About this exercise. The answer is one number: how many lines in the data below hold "destination".

Exercise data.
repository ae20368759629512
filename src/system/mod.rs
pub mod logging;

pub use logging::init_logging;
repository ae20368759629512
//! ShortLinkResolver：缓存优先的短码解析
//!
//! 缓存命中直接返回；未命中时在 `resolve_store_ms` 内回源存储并回填缓存。
//! 存储失败或超时时依次降级为：宽限期内的旧缓存 → 配置的默认地址 → 不可用。
//! 成功解析后同步询问 FraudGuard，再把点击事件交给 `EventRecorder`，不等待落盘。

use std::sync::Arc;
use std::time::Duration;

use chrono::Utc;
use tracing::{debug, instrument, trace, warn};

use crate::cache::{CacheResult, CompositeCache};
use crate::errors::Result;
use crate::events::EventRecorder;
use crate::services::fraud::{Assessment, FraudGuard, Signal};
use crate::storage::{ClickEvent, EventKind, LinkStore, ShortLink};
use crate::utils::{ActorIdentity, is_valid_short_code};

#[derive(Debug, Clone, PartialEq)]
pub enum Resolution {
    Resolved {
        destination: String,
        campaign_id: String,
        click_id: String,
        assessment: Assessment,
    },
    /// 只有目标地址，没有活动追踪
    Degraded { destination: String },
    NotFound,
    /// 已过期或已停用
    Expired,
    /// 存储不可用且没有任何可降级的数据
    Unavailable,
}

/// 不含副作用的查询结果
enum Lookup {
    Link(ShortLink),
    Stale(ShortLink),
    NotFound,
    Unavailable,
}

pub struct ShortLinkResolver {
    store: Arc<dyn LinkStore>,
    cache: Arc<CompositeCache>,
    fraud: Arc<FraudGuard>,
    recorder: EventRecorder,
    total_budget: Duration,
    store_budget: Duration,
    default_url: Option<String>,
    /// 启动预热与定期预热互斥
    warm_lock: tokio::sync::Mutex<()>,
}

impl ShortLinkResolver {
    pub fn new(
        store: Arc<dyn LinkStore>,
        cache: Arc<CompositeCache>,
        fraud: Arc<FraudGuard>,
        recorder: EventRecorder,
        total_budget: Duration,
        store_budget: Duration,
        default_url: &str,
    ) -> Self {
        Self {
            store,
            cache,
            fraud,
            recorder,
            total_budget,
            store_budget: store_budget.min(total_budget),
            default_url: Some(default_url.trim())
                .filter(|u| !u.is_empty())
                .map(str::to_string),
            warm_lock: tokio::sync::Mutex::new(()),
        }
    }

    #[instrument(skip(self, actor), fields(code = %code))]
    pub async fn resolve(&self, code: &str, actor: &ActorIdentity) -> Resolution {
        if !is_valid_short_code(code) {
            return Resolution::NotFound;
        }

        let lookup = match tokio::time::timeout(self.total_budget, self.lookup(code)).await {
            Ok(lookup) => lookup,
            Err(_) => {
                warn!("Resolution of '{}' exceeded {:?}", code, self.total_budget);
                Lookup::Unavailable
            }
        };

        match lookup {
            Lookup::Link(link) => self.evaluate(link, actor),
            Lookup::Stale(link) if link.is_servable_at(Utc::now()) => {
                debug!("Serving stale cache entry for '{}'", code);
                Resolution::Degraded {
                    destination: link.destination,
                }
            }
            Lookup::Stale(_) => Resolution::Expired,
            Lookup::NotFound => Resolution::NotFound,
            Lookup::Unavailable => match &self.default_url {
                Some(url) => Resolution::Degraded {
                    destination: url.clone(),
                },
                None => Resolution::Unavailable,
            },
        }
    }

    async fn lookup(&self, code: &str) -> Lookup {
        let stale = match self.cache.get(code).await {
            CacheResult::Found(link) => {
                trace!("Cache hit for '{}'", code);
                return Lookup::Link(link);
            }
            CacheResult::NotFound => return Lookup::NotFound,
            CacheResult::Stale(link) => Some(link),
            CacheResult::Miss => None,
        };

        match tokio::time::timeout(self.store_budget, self.store.get(code)).await {
            Ok(Ok(Some(link))) => {
                self.cache.insert(link.clone()).await;
                Lookup::Link(link)
            }
            Ok(Ok(None)) => {
                debug!("Short code '{}' not in store", code);
                self.cache.mark_not_found(code).await;
                Lookup::NotFound
            }
            Ok(Err(e)) => {
                warn!("Link store unavailable for '{}': {}", code, e);
                stale.map_or(Lookup::Unavailable, Lookup::Stale)
            }
            Err(_) => {
                warn!(
                    "Link store lookup for '{}' exceeded {:?}",
                    code, self.store_budget
                );
                stale.map_or(Lookup::Unavailable, Lookup::Stale)
            }
        }
    }

    /// 过期 / 停用检查，然后记录点击
    fn evaluate(&self, link: ShortLink, actor: &ActorIdentity) -> Resolution {
        let now = Utc::now();
        if !link.is_servable_at(now) {
            return Resolution::Expired;
        }

        // 风控只决定点击能否参与归因，不影响跳转
        let assessment = self.fraud.assess(
            &actor.actor_id,
            EventKind::Click,
            Signal {
                campaign_id: &link.campaign_id,
                device_id: actor.device_id.as_deref(),
            },
        );

        let click_id = uuid::Uuid::new_v4().to_string();
        self.recorder.record_click(ClickEvent {
            event_id: click_id.clone(),
            short_code: link.code,
            campaign_id: link.campaign_id.clone(),
            actor_id: actor.actor_id.clone(),
            device_id: actor.device_id.clone(),
            ip_hash: actor.ip_hash.clone(),
            earner_id: link.earner_id,
            fraud_state: assessment.state,
            fraud_score: assessment.score,
            clicked_at: now,
        });

        Resolution::Resolved {
            destination: link.destination,
            campaign_id: link.campaign_id,
            click_id,
            assessment,
        }
    }

    /// 用存储中的全部短码重建存在性过滤器
    pub async fn warm_up(&self) -> Result<usize> {
        let _guard = self.warm_lock.lock().await;
        // 先开始缓冲再读快照，读取期间本实例新建的短码不会丢失
        self.cache.begin_warm_up().await;
        let codes = match self.store.load_all_codes().await {
            Ok(codes) => codes,
            Err(e) => {
                self.cache.abort_warm_up().await;
                return Err(e);
            }
        };
        self.cache.finish_warm_up(&codes).await?;
        Ok(codes.len())
    }

    /// 定期重建过滤器；未收录的短码照常回源，这里只是让过滤器跟上存储
    pub async fn start_rewarm_task(self: Arc<Self>, interval: Duration) {
        loop {
            tokio::time::sleep(interval).await;
            if let Err(e) = self.warm_up().await {
                warn!("Existence filter refresh failed: {}", e);
            }
        }
    }
}

#[cfg(test)]
mod tests {
    use super::*;
    use crate::cache::existence_filter::BloomExistenceFilter;
    use crate::cache::negative_cache::MokaNegativeCache;
    use crate::cache::object_cache::{EntryLifetime, MokaObjectCache};
    use crate::config::FraudConfig;
    use crate::errors::EngineError;
    use crate::events::EventSink;
    use crate::storage::{FraudState, ImpressionEvent};
    use async_trait::async_trait;
    use parking_lot::Mutex;
    use std::collections::HashMap;
    use std::sync::atomic::{AtomicBool, AtomicUsize, Ordering};

    #[derive(Default)]
    struct MemoryLinks {
        links: Mutex<HashMap<String, ShortLink>>,
        down: AtomicBool,
        reads: AtomicUsize,
    }

    #[async_trait]
    impl LinkStore for MemoryLinks {
        async fn get(&self, code: &str) -> Result<Option<ShortLink>> {
            self.reads.fetch_add(1, Ordering::SeqCst);
            if self.down.load(Ordering::SeqCst) {
                return Err(EngineError::store_unavailable("connection refused"));
            }
            Ok(self.links.lock().get(code).cloned())
        }

        async fn create(&self, link: &ShortLink) -> Result<()> {
            self.links.lock().insert(link.code.clone(), link.clone());
            Ok(())
        }

        async fn deactivate(&self, code: &str) -> Result<bool> {
            Ok(self
                .links
                .lock()
                .get_mut(code)
                .map(|l| l.active = false)
                .is_some())
        }

        async fn load_all_codes(&self) -> Result<Vec<String>> {
            Ok(self.links.lock().keys().cloned().collect())
        }
    }

    #[derive(Default)]
    struct NullSink;

    #[async_trait]
    impl EventSink for NullSink {
        async fn write_clicks(&self, _events: Vec<ClickEvent>) -> anyhow::Result<()> {
            Ok(())
        }
        async fn write_impressions(&self, _events: Vec<ImpressionEvent>) -> anyhow::Result<()> {
            Ok(())
        }
    }

    fn link(code: &str) -> ShortLink {
        ShortLink {
            code: code.to_string(),
            destination: "https://merchant.example/item/9".into(),
            campaign_id: "C1".into(),
            earner_id: "E1".into(),
            created_at: Utc::now(),
            expires_at: None,
            active: true,
        }
    }

    fn cache(fresh_secs: u64) -> Arc<CompositeCache> {
        Arc::new(CompositeCache::new(
            Arc::new(BloomExistenceFilter::new(0.001).unwrap()),
            Arc::new(MokaNegativeCache::new(100, 60)),
            Arc::new(MokaObjectCache::new(
                100,
                EntryLifetime::new(fresh_secs, 600),
            )),
            0.001,
        ))
    }

    async fn build_resolver(
        store: Arc<MemoryLinks>,
        cache: Arc<CompositeCache>,
        default_url: &str,
    ) -> (ShortLinkResolver, EventRecorder) {
        let recorder = EventRecorder::new(Arc::new(NullSink), Duration::from_secs(60), 10_000);
        let resolver = ShortLinkResolver::new(
            store,
            cache,
            Arc::new(FraudGuard::new(FraudConfig::default())),
            recorder.clone(),
            Duration::from_millis(200),
            Duration::from_millis(100),
            default_url,
        );
        resolver.warm_up().await.unwrap();
        (resolver, recorder)
    }

    fn visitor() -> ActorIdentity {
        ActorIdentity::derive(None, Some("198.51.100.7"), Some("test-agent"))
    }

    #[tokio::test]
    async fn test_hit_and_miss_agree() {
        let store = Arc::new(MemoryLinks::default());
        store.create(&link("abc123")).await.unwrap();
        let (resolver, recorder) = build_resolver(Arc::clone(&store), cache(60), "").await;

        let first = resolver.resolve("abc123", &visitor()).await;
        let second = resolver.resolve("abc123", &visitor()).await;
        for outcome in [&first, &second] {
            match outcome {
                Resolution::Resolved {
                    destination,
                    campaign_id,
                    assessment,
                    ..
                } => {
                    assert_eq!(destination, "https://merchant.example/item/9");
                    assert_eq!(campaign_id, "C1");
                    assert_eq!(assessment.state, FraudState::Clean);
                }
                other => panic!("unexpected {:?}", other),
            }
        }
        // 第二次来自缓存
        assert_eq!(store.reads.load(Ordering::SeqCst), 1);
        assert_eq!(recorder.buffered().0, 2);
    }

    #[tokio::test]
    async fn test_unknown_and_invalid_codes() {
        let store = Arc::new(MemoryLinks::default());
        let (resolver, recorder) = build_resolver(Arc::clone(&store), cache(60), "").await;

        assert_eq!(resolver.resolve("nope", &visitor()).await, Resolution::NotFound);
        assert_eq!(resolver.resolve("../x", &visitor()).await, Resolution::NotFound);
        // 非法短码不访问存储；未知短码回源一次
        assert_eq!(store.reads.load(Ordering::SeqCst), 1);

        // 第二次由负缓存拦截
        assert_eq!(resolver.resolve("nope", &visitor()).await, Resolution::NotFound);
        assert_eq!(store.reads.load(Ordering::SeqCst), 1);
        assert_eq!(recorder.buffered().0, 0);
    }

    #[tokio::test]
    async fn test_code_created_elsewhere_resolves_before_rewarm() {
        let store = Arc::new(MemoryLinks::default());
        let (resolver, _) = build_resolver(Arc::clone(&store), cache(60), "").await;

        // 预热之后由其他进程写入，过滤器里没有这个短码
        store.create(&link("ext777")).await.unwrap();
        match resolver.resolve("ext777", &visitor()).await {
            Resolution::Resolved { destination, .. } => {
                assert_eq!(destination, "https://merchant.example/item/9")
            }
            other => panic!("unexpected {:?}", other),
        }
    }

    #[tokio::test]
    async fn test_expired_and_deactivated() {
        let store = Arc::new(MemoryLinks::default());
        let mut expired = link("old");
        expired.expires_at = Some(Utc::now() - chrono::Duration::hours(1));
        store.create(&expired).await.unwrap();
        store.create(&link("off")).await.unwrap();
        store.deactivate("off").await.unwrap();

        let (resolver, recorder) = build_resolver(store, cache(60), "").await;
        assert_eq!(resolver.resolve("old", &visitor()).await, Resolution::Expired);
        assert_eq!(resolver.resolve("off", &visitor()).await, Resolution::Expired);
        assert_eq!(recorder.buffered().0, 0);
    }

    #[tokio::test]
    async fn test_store_down_serves_stale_entry() {
        let store = Arc::new(MemoryLinks::default());
        store.create(&link("abc123")).await.unwrap();
        // fresh 为 0：回填后立即变成宽限期内的旧值
        let (resolver, recorder) = build_resolver(Arc::clone(&store), cache(0), "").await;

        assert!(matches!(
            resolver.resolve("abc123", &visitor()).await,
            Resolution::Resolved { .. }
        ));

        store.down.store(true, Ordering::SeqCst);
        assert_eq!(
            resolver.resolve("abc123", &visitor()).await,
            Resolution::Degraded {
                destination: "https://merchant.example/item/9".into()
            }
        );
        // 降级结果不产生点击
        assert_eq!(recorder.buffered().0, 1);
    }

    #[tokio::test]
    async fn test_store_down_without_cache() {
        let store = Arc::new(MemoryLinks::default());
        store.create(&link("abc123")).await.unwrap();

        let (resolver, _) = build_resolver(Arc::clone(&store), cache(60), "").await;
        store.down.store(true, Ordering::SeqCst);
        assert_eq!(resolver.resolve("abc123", &visitor()).await, Resolution::Unavailable);

        let (fallback, _) =
            build_resolver(Arc::clone(&store), cache(60), "https://merchant.example/").await;
        assert_eq!(
            fallback.resolve("abc123", &visitor()).await,
            Resolution::Degraded {
                destination: "https://merchant.example/".into()
            }
        );
    }
}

Solution. 12